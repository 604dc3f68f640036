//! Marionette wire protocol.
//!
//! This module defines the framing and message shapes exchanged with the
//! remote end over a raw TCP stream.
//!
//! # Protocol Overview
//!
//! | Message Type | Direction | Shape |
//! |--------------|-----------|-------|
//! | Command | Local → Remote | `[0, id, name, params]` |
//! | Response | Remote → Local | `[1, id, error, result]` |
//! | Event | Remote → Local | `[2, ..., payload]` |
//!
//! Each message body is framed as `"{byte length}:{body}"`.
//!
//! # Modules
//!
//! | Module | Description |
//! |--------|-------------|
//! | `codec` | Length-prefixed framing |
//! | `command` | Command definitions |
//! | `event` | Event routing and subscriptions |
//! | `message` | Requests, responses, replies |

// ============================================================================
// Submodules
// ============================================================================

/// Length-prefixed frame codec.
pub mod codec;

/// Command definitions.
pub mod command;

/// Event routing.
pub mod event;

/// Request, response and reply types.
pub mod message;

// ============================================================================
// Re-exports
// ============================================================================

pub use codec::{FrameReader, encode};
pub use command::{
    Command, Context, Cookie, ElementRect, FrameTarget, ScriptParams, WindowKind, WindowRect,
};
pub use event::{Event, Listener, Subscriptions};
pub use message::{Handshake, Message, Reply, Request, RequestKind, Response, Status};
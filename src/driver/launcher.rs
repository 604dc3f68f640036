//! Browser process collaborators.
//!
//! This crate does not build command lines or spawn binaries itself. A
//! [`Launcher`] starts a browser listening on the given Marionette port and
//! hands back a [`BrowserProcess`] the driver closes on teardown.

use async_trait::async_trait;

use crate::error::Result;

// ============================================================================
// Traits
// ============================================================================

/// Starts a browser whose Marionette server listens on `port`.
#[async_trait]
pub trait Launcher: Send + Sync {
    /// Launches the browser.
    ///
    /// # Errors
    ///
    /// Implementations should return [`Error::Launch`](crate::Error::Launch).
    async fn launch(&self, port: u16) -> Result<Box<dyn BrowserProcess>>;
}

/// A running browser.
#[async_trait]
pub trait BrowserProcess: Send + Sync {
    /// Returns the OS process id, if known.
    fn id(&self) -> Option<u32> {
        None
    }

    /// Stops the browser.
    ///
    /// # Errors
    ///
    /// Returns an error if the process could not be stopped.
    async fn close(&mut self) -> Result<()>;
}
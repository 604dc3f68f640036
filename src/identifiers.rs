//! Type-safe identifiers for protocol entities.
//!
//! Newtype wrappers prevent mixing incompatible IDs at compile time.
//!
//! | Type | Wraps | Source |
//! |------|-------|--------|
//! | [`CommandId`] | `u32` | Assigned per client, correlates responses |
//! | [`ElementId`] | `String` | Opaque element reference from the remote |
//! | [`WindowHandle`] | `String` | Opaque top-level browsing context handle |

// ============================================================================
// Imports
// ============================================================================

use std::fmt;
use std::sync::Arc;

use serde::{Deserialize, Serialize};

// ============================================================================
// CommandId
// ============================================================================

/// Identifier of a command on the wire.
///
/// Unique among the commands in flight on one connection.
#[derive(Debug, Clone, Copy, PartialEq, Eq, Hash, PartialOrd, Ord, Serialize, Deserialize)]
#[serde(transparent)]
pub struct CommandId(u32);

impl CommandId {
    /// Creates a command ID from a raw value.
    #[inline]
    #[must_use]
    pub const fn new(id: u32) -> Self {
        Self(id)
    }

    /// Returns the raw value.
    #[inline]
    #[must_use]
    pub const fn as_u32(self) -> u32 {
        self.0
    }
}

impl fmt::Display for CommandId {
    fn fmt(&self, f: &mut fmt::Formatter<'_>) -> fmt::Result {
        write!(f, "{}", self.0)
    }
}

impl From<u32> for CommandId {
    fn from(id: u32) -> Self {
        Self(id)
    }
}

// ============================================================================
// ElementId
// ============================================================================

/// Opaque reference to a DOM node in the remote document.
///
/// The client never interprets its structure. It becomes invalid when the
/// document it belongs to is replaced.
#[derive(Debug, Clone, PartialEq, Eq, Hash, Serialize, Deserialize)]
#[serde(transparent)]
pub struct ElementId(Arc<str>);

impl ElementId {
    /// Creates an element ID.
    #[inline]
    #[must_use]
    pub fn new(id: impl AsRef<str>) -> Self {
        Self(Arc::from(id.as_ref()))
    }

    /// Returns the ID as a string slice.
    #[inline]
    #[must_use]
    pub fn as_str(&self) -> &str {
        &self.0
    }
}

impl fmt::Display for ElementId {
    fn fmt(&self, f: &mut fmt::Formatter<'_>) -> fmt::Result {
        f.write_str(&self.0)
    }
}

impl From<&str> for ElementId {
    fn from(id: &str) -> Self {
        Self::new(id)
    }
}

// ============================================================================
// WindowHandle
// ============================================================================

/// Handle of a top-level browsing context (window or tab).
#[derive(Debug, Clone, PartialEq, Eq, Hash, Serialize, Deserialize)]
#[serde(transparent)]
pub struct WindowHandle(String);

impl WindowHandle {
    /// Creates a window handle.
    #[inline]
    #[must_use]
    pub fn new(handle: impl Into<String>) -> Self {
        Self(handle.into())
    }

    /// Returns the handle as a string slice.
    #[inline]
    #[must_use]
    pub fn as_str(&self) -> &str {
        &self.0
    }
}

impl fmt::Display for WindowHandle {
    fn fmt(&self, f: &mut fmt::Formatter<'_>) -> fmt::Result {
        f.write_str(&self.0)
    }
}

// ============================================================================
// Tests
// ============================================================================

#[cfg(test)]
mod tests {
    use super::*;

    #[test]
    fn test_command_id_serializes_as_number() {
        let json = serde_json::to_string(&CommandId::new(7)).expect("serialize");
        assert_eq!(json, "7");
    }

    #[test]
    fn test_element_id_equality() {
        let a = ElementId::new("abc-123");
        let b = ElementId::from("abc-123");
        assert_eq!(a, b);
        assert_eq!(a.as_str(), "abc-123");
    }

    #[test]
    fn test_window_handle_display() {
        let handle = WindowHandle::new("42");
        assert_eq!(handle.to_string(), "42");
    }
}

**Exercise aim**
A single number is the whole answer: how many lines of the records contain the word "This".

**Solved exercise**
2